Виталий Коньшин
Гремучая смесь бунтарства и морализаторства
О выставке картин Алексея Чеканова
Есть художники въедливые, скрупулезные, которым не требуется успевать, пока не поздно, удержать волну. Такие врабатываются в свою работу, сама работа их подогревает, добавляет интриги, вдохновляет. Чеканов же делает картины с разбегу: оттолкнулся и полетел. Далеко ли, высоко ли и прочие параметры полета зависят от разбега, от энергии толчка или, как обычно принято выражаться в таких случаях, от порыва. Пока летишь – не зевай, успевай делать заметки, успевай, пока не закончился полет. Проворность – скорость реакции на быстро сменяющиеся события – вот что требуется для такой манеры работы. Такую манеру без преувеличения можно назвать путевыми заметками. В этом жанре цену имеют только горячие новости. Когда путешествие закончилось, расположившись в уютном кресле у камина, можно бы все, что происходило с тобой, обстоятельно описать, но это были бы уже воспоминания, а в этом жанре Чеканов не силен. И если кое-где встречаются фрагменты в его картинах, где он заполняет пробелы путевых заметок воспоминаниями, то это такие фрагменты, где он заметно скучает.
Обстоятельность (особенно если это касается размышлений или чего-нибудь подобного) сама по себе не содержит ничего криминального и даже, напротив, считается необходимой для всякого уважающего себя художника. Но вот в чем беда: что для всякого хорошо, то для Чеканова – смерть. Обстоятельность в чекановской картине, как бельмо в глазу: глаз есть, а увидеть им ничего нельзя. Инородность воспринимается буквально: как заемное, как анекдот с бородой – хоть плачь, не смешно.
Но вот разгул стихии – это то, в чем месье Чеканов знает толк. И если уж ему удается иногда выкроить кусочек времени, свободного от исполнения общественного долга – быть как все (т. е. сложным, живописным, вдумчивым), то картина, какого бы ни была она размера в сантиметрах, делается с размахом, как будто он тебе показывает, какой величины рыбу поймал.
В этом размахе нет ничего правдоподобного, это – сама правда. В отличии от прописной истины правда сохраняет следы того, как ее добывали. И в чекановских картинках это особенно остро воспринимается: и таким способом можно, ту же самую правду.
В общем-то, обратите внимание, речь идет не совсем о правде, а о том, как ты ее получил: есть ли правильный и, соответственно, неправильный способ?

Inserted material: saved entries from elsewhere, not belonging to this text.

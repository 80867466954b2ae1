use std::cmp::Ordering;

use crate::{
    storage::AppTimeMap,
    utils::percentage::{seconds_percentage, Percentage},
};

/// Applications used for less than this many seconds don't count as used.
const MIN_COUNTED_SECONDS: f64 = 1.;

#[derive(Debug, Clone, PartialEq)]
pub struct ProcessUsage {
    pub process_name: String,
    pub seconds: f64,
    pub share: Percentage,
}

/// Statistics shown for a day (or a range of days).
#[derive(Debug, Clone, PartialEq)]
pub struct UsageSummary {
    pub total_seconds: f64,
    pub app_count: usize,
    /// Processes ordered by time spent, longest first. Ties are ordered by name.
    pub entries: Vec<ProcessUsage>,
}

impl UsageSummary {
    pub fn from_map(times: &AppTimeMap) -> Self {
        let total_seconds = times.values().sum::<f64>();
        let app_count = times
            .values()
            .filter(|v| **v >= MIN_COUNTED_SECONDS)
            .count();

        let mut entries = times
            .iter()
            .map(|(process_name, seconds)| ProcessUsage {
                process_name: process_name.clone(),
                seconds: *seconds,
                share: seconds_percentage(*seconds, total_seconds),
            })
            .collect::<Vec<_>>();
        entries.sort_by(|a, b| {
            b.seconds
                .partial_cmp(&a.seconds)
                .unwrap_or(Ordering::Equal)
                .then_with(|| a.process_name.cmp(&b.process_name))
        });

        Self {
            total_seconds,
            app_count,
            entries,
        }
    }

    pub fn most_used(&self) -> Option<&ProcessUsage> {
        self.entries.first()
    }

    /// Drops entries whose share is below `min_share`. Totals are left untouched.
    pub fn with_min_share(mut self, min_share: Percentage) -> Self {
        self.entries.retain(|v| v.share >= min_share);
        self
    }
}

/// Sums the totals of several days.
pub fn merge_maps<'a>(maps: impl IntoIterator<Item = &'a AppTimeMap>) -> AppTimeMap {
    let mut merged = AppTimeMap::new();
    for map in maps {
        for (process, seconds) in map {
            *merged.entry(process.clone()).or_insert(0.) += seconds;
        }
    }
    merged
}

«Вот вам еще один неправильный способ», - спешит заявить Чеканов каждой своей картинкой. Пожалуй, часто это ему и удается продемонстрировать, когда морализаторский напор иссякает до того, как он закончит свою работу. А если этого напора хватает, то неправильность приобретает значение индивидуальной манеры. И тогда Чеканов перестает терзать себя и нас нравоучением, по крайней мере, мы перестаем его замечать, поскольку в этом случае увлекает внутреннее устройство картины, а не внешнее противопоставление. Вот тут-то мы и получаем настоящий кайф от разгульного норова стихий в их естественной среде обитания вне рамок каких-либо правил, разум при этом становится подобием исследовательского зонда, испытывающего на себе силы стихий. Такая тотальная свобода от правил возможна лишь потому, что в чекановских картинах предмет изображения – не какая-то из стихий, а стихийность как таковая. Мы не видим в картине правил, все они трансформированы до неузнаваемости под воздействием неких сил, зато отчетливо начинаем видеть эти силы, подобно тому, как мы видим следы урагана, наводнения или пожара именно как нарушение некой известной, но уже реально не наблюдаемой, правильности.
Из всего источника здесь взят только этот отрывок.